PAOLO VENEZIANO
(b. before 1300, d. ca. 1360)

Madonna and Child with two Votaries

c. 1325
Tempera on panel, 142 x 90 cm
Gallerie dell'Accademia, Venice

Paolo Veneziano, the first great identifiable artist in the history of Venetian painting, was clearly well-acquainted with Byzantine traditions. Indeed he seemed to need to go back to the anachronistic world of Byzantine art to find a means of expression for the most sincere insights of his poetic vision though he must also have been aware of the great advances being made in western art, particulary by the Tuscan masters Giovanni Pisano and Giotto whose work he would have seen at the Scrovegni Chapel in nearby Padua.

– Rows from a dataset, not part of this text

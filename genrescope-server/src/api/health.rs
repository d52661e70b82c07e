//! Health check endpoint

use axum::{extract::State, routing::get, Json, Router};
use chrono::Utc;
use serde::Serialize;

use crate::AppState;

/// Health check response
#[derive(Debug, Serialize)]
pub struct HealthResponse {
    /// Service status
    pub status: String,
    /// Module name
    pub module: String,
    /// Crate version from Cargo.toml
    pub version: String,
    /// Seconds since service started
    pub uptime_seconds: u64,
    /// Last error message if any (for diagnostics)
    #[serde(skip_serializing_if = "Option::is_none")]
    pub last_error: Option<String>,
}

/// GET /health
pub async fn health_check(State(state): State<AppState>) -> Json<HealthResponse> {
    let uptime = Utc::now().signed_duration_since(state.startup_time);
    let last_error = state.last_error.read().await.clone();

    Json(HealthResponse {
        status: "ok".to_string(),
        module: "genrescope-server".to_string(),
        version: env!("CARGO_PKG_VERSION").to_string(),
        uptime_seconds: uptime.num_seconds().max(0) as u64,
        last_error,
    })
}

/// Build health check routes
pub fn health_routes() -> Router<AppState> {
    Router::new().route("/health", get(health_check))
}
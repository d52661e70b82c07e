//! Album-art placeholder mapping
//!
//! There is no artwork lookup; library entries get a deterministic colored
//! placeholder derived from the first character of the file name.

/// URL path of the placeholder art for a track name
pub fn album_art_url(track_name: &str) -> String {
    let color = match track_name.chars().next().map(|c| c.to_ascii_lowercase()) {
        Some('a') | Some('m') | Some('y') => "blue",
        Some('b') | Some('n') | Some('z') => "red",
        Some('c') | Some('o') => "green",
        Some('d') | Some('p') => "purple",
        Some('e') | Some('q') => "orange",
        Some('f') | Some('r') => "teal",
        Some('g') | Some('s') => "pink",
        Some('h') | Some('t') => "indigo",
        Some('i') | Some('u') => "amber",
        Some('j') | Some('v') => "cyan",
        Some('k') | Some('w') => "lime",
        Some('l') | Some('x') => "yellow",
        _ => "gray",
    };
    format!("/static/images/album-art/{}.svg", color)
}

The Madonna and Child with two Votaries still in its original red and blue notched frame is a good example of Paolo's personal blending of mainland art with the iconic and aulic idioms of Byzantine tradition. The resulting image is completely oriental in feeling. The Virgin sits rigid on the throne and holds out the Child for the adoration of the devotees. The Child is surrounded by a blue mandorla in accordance with a Syrian iconographic schema. But the liveliness of the drawing of the sacred and human figures in the background makes them stand out from their gold setting in a way which is not entirely untypical of the stiff, wooden figures which populate the work of contemporary painters of religious images working in the Veneto-Byzantine style. Thus the artist brings together western formal components and Byzantine compositional schemes in his personal vision of colour.